My 5lb of wild plums must wait to be cooked till I’ve raided the sugar aisle in the supermarket. They came from Ash Lane Crossing. All along our stretch of  the old South Eastern Railway the company seems to have planted plum trees in the crossing keepers’ gardens. They survive even when the cottage is long gone, as it is here or at Hamford, where the plums are big and sweet and purple, asking to be pickled. An expedition for another day.

The summer and autumn jams and preserves are already being passed around, extending the common table to family, such as Mrs Turnstone Senior, and friends, like the group we met up with in Wensleydale. One family, one feast, one table, at the root of it all.

The Dogs of Wensleydale

 IMGP4692

Mrs Turnstone’s friends had gathered in Wensleydale so we accepted their invitation to join them. Yorkshire has a different palette of green to Kent, and hills that rise higher and steeper than the gentle Downs. Though we do have the White Cliffs and the Devil’s Punchbowl… but this is about Yorkshire!

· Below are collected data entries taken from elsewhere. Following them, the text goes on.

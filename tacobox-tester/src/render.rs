//! Plain-text presentation of an [`OrderView`].

use colored::Colorize;
use std::io::Write;

use tacobox_core::{OrderView, SelectionMode, StepStatus, format_price};

pub fn render_view(out: &mut dyn Write, view: &OrderView) -> std::io::Result<()> {
    // Stepper
    let stepper: Vec<String> = view
        .steps
        .iter()
        .map(|step| {
            let label = format!("{} {}", step.ordinal, step.title);
            match step.status {
                StepStatus::Current => format!("[{}]", label.bright_yellow().bold()),
                StepStatus::Completed => label.yellow().to_string(),
                StepStatus::Upcoming => label.dimmed().to_string(),
            }
        })
        .collect();
    writeln!(out, "{}", stepper.join("  ›  "))?;
    writeln!(out)?;
    writeln!(out, "{} {}", view.subtitle, view.title.bold())?;

    for card in &view.items {
        let marker = match (view.mode, card.selected_quantity) {
            (_, 0) => String::from("   "),
            (SelectionMode::PresenceOnly, _) => " ✔ ".green().to_string(),
            (SelectionMode::Quantified, qty) => format!("×{qty:<2}").green().to_string(),
        };
        writeln!(
            out,
            " {marker} [{}] {:20} {}",
            card.item_id,
            card.name,
            card.price_label.bright_red()
        )?;
    }

    let back = if view.can_go_back { "‹ prev" } else { "      " };
    let next = if view.can_go_forward { "next ›" } else { "" };
    writeln!(out, "\n {back}    {next}")?;

    if !view.summary.is_empty() {
        writeln!(out, "\n{}", "Résumé de la commande".bold())?;
        for line in &view.summary.lines {
            match view.mode {
                SelectionMode::Quantified => writeln!(
                    out,
                    "  ✕ [{}] {} ×{}  {}",
                    line.item_id,
                    line.name,
                    line.quantity,
                    format_price(line.line_total_cents)
                )?,
                SelectionMode::PresenceOnly => {
                    writeln!(out, "  ✕ [{}] {}", line.item_id, line.name)?;
                }
            }
        }
        writeln!(out, "  Total: {}", view.summary.total_label.bright_green().bold())?;
    }

    if let Some(pending) = &view.pending {
        writeln!(out)?;
        writeln!(
            out,
            "{} {}  – {} +   {}",
            "▶".bright_cyan(),
            pending.name.bold(),
            pending.quantity,
            pending.line_total_label
        )?;
        writeln!(out, "  (confirm | cancel | + | -)")?;
    }
    Ok(())
}
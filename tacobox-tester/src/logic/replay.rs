use anyhow::{Context, Result};
use serde::Serialize;
use std::path::Path;

use tacobox_core::{Menu, OrderAction, OrderBuilder, OrderState, OrderView, Outcome};

/// One replayed action and what the engine did with it.
#[derive(Debug, Clone, Serialize)]
pub struct ReplayStep {
    pub action: OrderAction,
    pub outcome: Outcome,
}

/// Result of feeding an action list through a fresh order session.
#[derive(Debug, Clone, Serialize)]
pub struct ReplaySummary {
    pub menu_id: String,
    pub steps: Vec<ReplayStep>,
    pub applied: usize,
    pub ignored: usize,
    pub final_state: OrderState,
    pub view: OrderView,
}

impl ReplaySummary {
    #[must_use]
    pub fn total_cents(&self) -> u64 {
        self.view.summary.total_cents
    }
}

pub fn replay(menu: &Menu, actions: &[OrderAction], verbose: bool) -> ReplaySummary {
    let mut builder = OrderBuilder::new(menu);
    let mut steps = Vec::with_capacity(actions.len());
    let mut applied = 0;

    for action in actions {
        let outcome = builder.dispatch(action.clone());
        if outcome.is_applied() {
            applied += 1;
        }
        if verbose {
            log::info!("{action:?} => {outcome:?}");
        }
        steps.push(ReplayStep {
            action: action.clone(),
            outcome,
        });
    }

    ReplaySummary {
        menu_id: menu.id().to_string(),
        ignored: steps.len() - applied,
        steps,
        applied,
        final_state: builder.state().clone(),
        view: builder.view(),
    }
}

/// Load an action script: a JSON array of tagged actions.
pub fn load_script(path: &Path) -> Result<Vec<OrderAction>> {
    let raw = std::fs::read_to_string(path)
        .with_context(|| format!("failed to read script {}", path.display()))?;
    serde_json::from_str(&raw)
        .with_context(|| format!("failed to parse script {}", path.display()))
}

#[cfg(test)]
mod tests {
    use super::*;
    use tacobox_core::MenuId;

    #[test]
    fn replay_counts_applied_and_ignored() {
        let menu = Menu::builtin(MenuId::Classic).unwrap();
        let actions = vec![
            OrderAction::Previous,
            OrderAction::TapItem {
                item_id: String::from("2"),
            },
            OrderAction::Confirm,
            OrderAction::Confirm,
        ];
        let summary = replay(&menu, &actions, false);
        assert_eq!(summary.applied, 2);
        assert_eq!(summary.ignored, 2);
        assert_eq!(summary.total_cents(), 300);
        assert_eq!(summary.menu_id, "classic");
    }

    #[test]
    fn load_script_reports_missing_file() {
        let err = load_script(Path::new("/nonexistent/tacobox-script.json")).unwrap_err();
        assert!(format!("{err:#}").contains("failed to read script"));
    }

    #[test]
    fn load_script_parses_actions() {
        let path = std::env::temp_dir().join("tacobox-replay-script.json");
        std::fs::write(&path, r#"[{"action": "next"}, {"action": "clear_all"}]"#).unwrap();
        let actions = load_script(&path).unwrap();
        assert_eq!(actions, vec![OrderAction::Next, OrderAction::ClearAll]);
    }
}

As we were walking around Kettlewell, a shepherd and his dog roared by on a quad bike, the collie braced to keep his balance behind his master, but clearly enjoying his high speed ride. The next day we saw them from a distance, out on the hill, hard at work rounding up this flock. The black and white collie is running along the wall, centre right of the picture and once again giving every impression of enjoying himself.

These black and white dogs were in every farmyard and on almost every street corner in the small towns in the Dale. We met another in York who appeared to be quite overwhelmed by all the different people going through the market place, as well as the many new smells; he did not know where to look or smell first and had that ‘mad collie’ look about his eyes that means his humans will have their work cut out keeping up with him. Perhaps he would have been happier out on the hill, rounding up sheep, but if he’d been let off the lead in town he would have been herding all the humans towards the Yorkshire Sausage Shop in The Shambles nearby. Wild boar pie, Shep? Yes, please!

Another Commensal

There were a few screw holes left in our walls where fixtures were removed for the builders to get to work. One has been taken over by a line of parcels! IMGP4676Not brown paper but carefully cut scraps of rose leaf, each wrapping a food supply for the egg that the leaf-cutter bee has laid in there. This faces almost due North, so the outer larva will not roast to death.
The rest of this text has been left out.